C’est là que la pratique du surf, devenue quasiment clandestine, devient une expression à la fois de l’identité des Hawaïens et de résistance au colonialisme, perpétuée grâce à une presse indigène très dynamique et écrite dans la langue locale, mal maîtrisée par les missionnaires. Le surf se perpétue ainsi jusqu’au début du XXe siècle, lorsque le grand nageur Duke Kahanamoku, dit « le Duke », le popularise en tant que sport, depuis Waikiki jusqu’en Californie et en Australie.
« Récupéré » par les blancs, le surf est peu à peu devenu plus élitiste. C’est aujourd’hui un sport « chic » et cher dans les stations balnéaires, sans que cela n’entame la passion des Hawaïens pour leur planche.

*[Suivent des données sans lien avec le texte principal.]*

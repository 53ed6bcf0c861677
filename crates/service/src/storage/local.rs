use std::path::PathBuf;

use async_trait::async_trait;
use tokio::fs;
use tracing::info;

use super::{unique_object_name, ImageStorage, StoredImage};
use crate::errors::ServiceError;

/// Writes uploads under a local root and serves them below a public base
/// path handled by the static file layer.
pub struct LocalDiskStorage {
    root: PathBuf,
    public_base: String,
}

impl LocalDiskStorage {
    pub fn new<P: Into<PathBuf>>(root: P, public_base: impl Into<String>) -> Self {
        let public_base = public_base.into();
        Self { root: root.into(), public_base: public_base.trim_end_matches('/').to_string() }
    }
}

#[async_trait]
impl ImageStorage for LocalDiskStorage {
    async fn put(&self, original_name: &str, _content_type: &str, bytes: Vec<u8>) -> Result<StoredImage, ServiceError> {
        fs::create_dir_all(&self.root)
            .await
            .map_err(|e| ServiceError::Storage(format!("cannot create uploads dir: {e}")))?;
        let name = unique_object_name(original_name);
        let path = self.root.join(&name);
        fs::write(&path, bytes)
            .await
            .map_err(|e| ServiceError::Storage(format!("cannot write {}: {e}", path.display())))?;
        info!(public_id = %name, "image stored locally");
        Ok(StoredImage { url: format!("{}/{}", self.public_base, name), public_id: name })
    }

    fn backend_name(&self) -> &'static str { "local" }
}
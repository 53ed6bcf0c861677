use serde::{Deserialize, Serialize};

/// Liveness payload with the couple of deployment facts the dashboard
/// surfaces.
#[derive(Serialize, Deserialize, Debug)]
pub struct Health {
    pub status: &'static str,
    /// Admin number booking notifications target.
    pub whatsapp: String,
    /// Active image storage backend.
    pub storage: &'static str,
}
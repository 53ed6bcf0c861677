//! Runtime environment helpers
//!
//! Thin wrapper around `common::env` to keep binary crates importing
//! `service::runtime::ensure_env` without depending directly on `common`.

/// Ensure expected directories exist; warn on missing optional ones.
pub async fn ensure_env(static_dir: &str, uploads_dir: &str) -> anyhow::Result<()> {
    common::env::ensure_env(static_dir, uploads_dir).await
}
use utoipa::OpenApi;
use utoipa::ToSchema;

#[derive(ToSchema)]
pub struct BookingRequestDoc {
    pub name: String,
    pub phone: String,
    pub email: Option<String>,
    pub package: String,
    pub date: String,
    pub details: Option<String>,
}

#[derive(ToSchema)]
pub struct StatusBodyDoc {
    pub status: String,
}

#[derive(ToSchema)]
pub struct LoginRequestDoc {
    pub username: String,
    pub password: String,
}

#[derive(OpenApi)]
#[openapi(
    paths(
        crate::routes::health,
        crate::routes::bookings::create,
        crate::routes::bookings::list,
        crate::routes::bookings::set_status,
        crate::routes::admin::login,
    ),
    components(
        schemas(
            BookingRequestDoc,
            StatusBodyDoc,
            LoginRequestDoc,
        )
    ),
    tags(
        (name = "health"),
        (name = "booking"),
        (name = "admin")
    )
)]
pub struct ApiDoc;
use axum::http::StatusCode;
use axum::response::{IntoResponse, Response};
use axum::Json;
use tracing::error;

use service::auth::errors::AuthError;
use service::errors::ServiceError;

/// Which error envelope the endpoint family speaks. The booking API reports
/// `{"success": false, ...}`, the asset API `{"ok": false, ...}`, everything
/// else a bare `{"error": ...}`.
#[derive(Debug, Clone, Copy)]
pub enum ErrorStyle {
    Booking,
    Asset,
    Plain,
}

#[derive(Debug)]
pub struct ApiError {
    status: StatusCode,
    style: ErrorStyle,
    message: String,
}

impl ApiError {
    pub fn new(status: StatusCode, style: ErrorStyle, message: impl Into<String>) -> Self {
        Self { status, style, message: message.into() }
    }

    pub fn booking(status: StatusCode, message: impl Into<String>) -> Self {
        Self::new(status, ErrorStyle::Booking, message)
    }

    pub fn asset(status: StatusCode, message: impl Into<String>) -> Self {
        Self::new(status, ErrorStyle::Asset, message)
    }

    pub fn plain(status: StatusCode, message: impl Into<String>) -> Self {
        Self::new(status, ErrorStyle::Plain, message)
    }

    /// Map a service failure to a response. Validation details go back to
    /// the caller; storage/database causes are logged and replaced with a
    /// generic message.
    pub fn from_service(style: ErrorStyle, err: ServiceError) -> Self {
        match err {
            ServiceError::Validation(msg) => Self::new(StatusCode::BAD_REQUEST, style, msg),
            ServiceError::NotFound(msg) => Self::new(StatusCode::NOT_FOUND, style, msg),
            ServiceError::Conflict(msg) => Self::new(StatusCode::CONFLICT, style, msg),
            ServiceError::Storage(msg) => {
                error!(error = %msg, "storage error");
                Self::new(StatusCode::INTERNAL_SERVER_ERROR, style, "Upload failed")
            }
            ServiceError::Db(msg) => {
                error!(error = %msg, "database error");
                Self::new(StatusCode::INTERNAL_SERVER_ERROR, style, "Database error")
            }
        }
    }

    /// Auth failures collapse to 401 for anything credential-shaped.
    pub fn from_auth(err: AuthError) -> Self {
        let code = err.code();
        match err {
            AuthError::Validation(msg) => Self::plain(StatusCode::BAD_REQUEST, msg),
            AuthError::Unauthorized | AuthError::NotFound => {
                Self::plain(StatusCode::UNAUTHORIZED, "Invalid credentials")
            }
            AuthError::TokenError(msg) => {
                error!(code, error = %msg, "token rejected");
                Self::plain(StatusCode::UNAUTHORIZED, "Invalid or expired session")
            }
            AuthError::HashError(msg) | AuthError::Repository(msg) => {
                error!(code, error = %msg, "auth backend error");
                Self::plain(StatusCode::INTERNAL_SERVER_ERROR, "Internal error")
            }
        }
    }
}

impl IntoResponse for ApiError {
    fn into_response(self) -> Response {
        let body = match self.style {
            ErrorStyle::Booking => serde_json::json!({"success": false, "error": self.message}),
            ErrorStyle::Asset => serde_json::json!({"ok": false, "error": self.message}),
            ErrorStyle::Plain => serde_json::json!({"error": self.message}),
        };
        (self.status, Json(body)).into_response()
    }
}
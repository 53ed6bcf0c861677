use std::sync::Arc;

use tracing::{info, instrument};

use models::booking::BookingStatus;

use super::domain::{build_whatsapp_link, normalize_phone, notification_message, BookingInput, BookingReceipt, NewBooking};
use super::repository::BookingRepository;
use crate::errors::ServiceError;

/// Intake/notification configuration.
#[derive(Clone)]
pub struct BookingConfig {
    /// Country code prepended to bare 10-digit numbers.
    pub country_code: String,
    /// Admin number the notification deep-link targets.
    pub whatsapp_number: String,
}

/// Booking business service independent of the web framework.
pub struct BookingService<R: BookingRepository> {
    repo: Arc<R>,
    cfg: BookingConfig,
}

impl<R: BookingRepository> BookingService<R> {
    pub fn new(repo: Arc<R>, cfg: BookingConfig) -> Self { Self { repo, cfg } }

    /// Validate and persist an inbound booking, returning the stored id and
    /// the admin notification deep-link.
    ///
    /// # Examples
    /// ```
    /// use std::sync::Arc;
    /// use service::booking::{BookingService, service::BookingConfig};
    /// use service::booking::domain::BookingInput;
    /// use service::booking::repository::mock::MockBookingRepository;
    /// let repo = Arc::new(MockBookingRepository::default());
    /// let svc = BookingService::new(repo, BookingConfig { country_code: "91".into(), whatsapp_number: "918149003738".into() });
    /// let input = BookingInput { name: "Jo".into(), phone: "9876543210".into(), email: None, package: "Basic".into(), date: "2025-01-01".into(), details: None };
    /// let receipt = tokio_test::block_on(svc.intake(input)).unwrap();
    /// assert!(receipt.wa_link.starts_with("https://wa.me/918149003738?text="));
    /// ```
    #[instrument(skip(self, input), fields(package = %input.package))]
    pub async fn intake(&self, input: BookingInput) -> Result<BookingReceipt, ServiceError> {
        let name = input.name.trim();
        if name.len() < 2 {
            return Err(ServiceError::Validation("Valid name required".into()));
        }
        if input.phone.trim().len() < 8 {
            return Err(ServiceError::Validation("Valid phone required".into()));
        }
        if input.package.trim().is_empty() {
            return Err(ServiceError::Validation("Package required".into()));
        }
        if input.date.trim().is_empty() {
            return Err(ServiceError::Validation("Date required".into()));
        }
        let phone = normalize_phone(input.phone.trim(), &self.cfg.country_code)
            .ok_or_else(|| ServiceError::Validation("Invalid phone format".into()))?;
        // Optional contact email; reject only a malformed value, not its absence
        let email = match input.email.as_deref().map(str::trim) {
            Some("") | None => None,
            Some(e) if !e.contains('@') => {
                return Err(ServiceError::Validation("Invalid email".into()));
            }
            Some(e) => Some(e.to_string()),
        };

        let new_booking = NewBooking {
            name: name.to_string(),
            phone,
            email,
            package: input.package.clone(),
            event_date: input.date.clone(),
            details: input.details.unwrap_or_default(),
        };
        let stored = self.repo.insert(&new_booking).await?;

        let message = notification_message(stored.id, &new_booking);
        let wa_link = build_whatsapp_link(&self.cfg.whatsapp_number, &message);
        info!(booking_id = stored.id, package = %stored.package, "booking_created");
        Ok(BookingReceipt { booking_id: stored.id, wa_link })
    }

    /// Newest bookings first, capped at the dashboard limit.
    pub async fn list_recent(&self, limit: u64) -> Result<Vec<models::booking::Model>, ServiceError> {
        self.repo.list_recent(limit).await
    }

    /// Move a booking through the status lifecycle. The target must be one
    /// of the enumerated statuses and the move must be allowed by the
    /// transition table.
    #[instrument(skip(self))]
    pub async fn transition(&self, id: i32, target: &str) -> Result<(), ServiceError> {
        let next = BookingStatus::parse(target)
            .ok_or_else(|| ServiceError::Validation(format!("unknown status {target:?}")))?;
        self.repo.set_status(id, next).await?;
        info!(booking_id = id, status = %next, "booking_status_changed");
        Ok(())
    }

    pub async fn delete(&self, id: i32) -> Result<bool, ServiceError> {
        self.repo.delete(id).await
    }
}

#[cfg(test)]
mod tests {
    use super::*;
    use crate::booking::repository::mock::MockBookingRepository;

    fn svc() -> BookingService<MockBookingRepository> {
        BookingService::new(
            Arc::new(MockBookingRepository::default()),
            BookingConfig { country_code: "91".into(), whatsapp_number: "918149003738".into() },
        )
    }

    fn valid_input() -> BookingInput {
        BookingInput {
            name: "Jo".into(),
            phone: "9876543210".into(),
            email: None,
            package: "Basic".into(),
            date: "2025-01-01".into(),
            details: None,
        }
    }

    #[tokio::test]
    async fn intake_normalizes_phone_and_starts_pending() {
        let svc = svc();
        let receipt = svc.intake(valid_input()).await.expect("intake ok");
        assert_eq!(receipt.booking_id, 1);

        let rows = svc.list_recent(100).await.expect("list");
        assert_eq!(rows.len(), 1);
        assert_eq!(rows[0].phone, "919876543210");
        assert_eq!(rows[0].status, BookingStatus::Pending);
    }

    #[tokio::test]
    async fn intake_rejects_short_phone_without_insert() {
        let svc = svc();
        let mut input = valid_input();
        input.phone = "123".into();
        let err = svc.intake(input).await.unwrap_err();
        assert!(matches!(err, ServiceError::Validation(_)));
        assert!(svc.list_recent(100).await.expect("list").is_empty());
    }

    #[tokio::test]
    async fn intake_rejects_one_letter_name_and_missing_fields() {
        let svc = svc();
        for (field, mutate) in [
            ("name", Box::new(|i: &mut BookingInput| i.name = " J ".into()) as Box<dyn Fn(&mut BookingInput)>),
            ("package", Box::new(|i: &mut BookingInput| i.package = "".into())),
            ("date", Box::new(|i: &mut BookingInput| i.date = "  ".into())),
        ] {
            let mut input = valid_input();
            mutate(&mut input);
            let err = svc.intake(input).await.unwrap_err();
            assert!(matches!(err, ServiceError::Validation(_)), "field {field} should fail");
        }
    }

    #[tokio::test]
    async fn intake_accepts_missing_email_but_rejects_malformed() {
        let svc = svc();
        let mut input = valid_input();
        input.email = Some("  ".into());
        svc.intake(input).await.expect("blank email treated as absent");

        let mut input = valid_input();
        input.email = Some("not-an-email".into());
        let err = svc.intake(input).await.unwrap_err();
        assert!(matches!(err, ServiceError::Validation(_)));
    }

    #[tokio::test]
    async fn wa_link_embeds_booking_fields() {
        let svc = svc();
        let receipt = svc.intake(valid_input()).await.expect("intake ok");
        assert!(receipt.wa_link.starts_with("https://wa.me/918149003738?text="));
        // encoded message carries the sequential id
        assert!(receipt.wa_link.contains("%231") || receipt.wa_link.contains("#1"));
    }

    #[tokio::test]
    async fn transition_follows_table_and_rejects_unknown_status() {
        let svc = svc();
        let receipt = svc.intake(valid_input()).await.expect("intake ok");

        svc.transition(receipt.booking_id, "confirmed").await.expect("pending -> confirmed");
        svc.transition(receipt.booking_id, "completed").await.expect("confirmed -> completed");

        let err = svc.transition(receipt.booking_id, "pending").await.unwrap_err();
        assert!(matches!(err, ServiceError::Conflict(_)));

        let err = svc.transition(receipt.booking_id, "archived").await.unwrap_err();
        assert!(matches!(err, ServiceError::Validation(_)));
    }

    #[tokio::test]
    async fn transition_on_missing_booking_is_not_found() {
        let svc = svc();
        let err = svc.transition(999, "confirmed").await.unwrap_err();
        assert!(matches!(err, ServiceError::NotFound(_)));
    }

    #[tokio::test]
    async fn delete_reports_existence() {
        let svc = svc();
        let receipt = svc.intake(valid_input()).await.expect("intake ok");
        assert!(svc.delete(receipt.booking_id).await.expect("delete"));
        assert!(!svc.delete(receipt.booking_id).await.expect("second delete"));
    }
}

Y a-t-il matière à dénonciation ?
Aussi l’histoire est-elle plus complexe que ce qu’en a retenu Bill Maher. Pour autant, si Hawaï peut se revendiquer comme la terre fondatrice du surf et si la discipline s’est chargée, au cours de son histoire, d’une lourde charge symbolique et politique, il est aujourd’hui question d’une activité qui s’est aujourd’hui répandue aux quatre coins du monde, à laquelle il serait difficile d’attacher des droits moraux ou de propriété intellectuelle. Sa technicité et sa popularité font du surf un sport parfaitement légitime aux Jeux olympiques sans que personne, à l’instar de toutes les autres disciplines n’ait à songer à une quelconque appropriation culturelle.
L’escrime est née en Égypte, le basket-ball aux États-Unis, le judo au Japon, l’aviron à Venise… Viendrait-il à quiconque de ces pays l’idée de réclamer des droits particuliers aux fédérations internationales et au Comité international olympique ? Rançon de leur succès, ces sports sont devenus universels et c’est pour cela qu’ils sont présents aux Jeux. Peu importe leur origine… puisque ce sont des Français qui gagnent !
Sources :
. « JO de Tokyo : des militants hawaïens reprochent aux surfeurs blancs de s’être appropriés leur sport », Valeurs actuelles, 4 août 2021.
. Chloé Ripert, « JO 2021. Surf : à Hawaï, avant tout l’histoire d’une arme de résistance anticoloniale », Ouest France, 25 juillet 2021.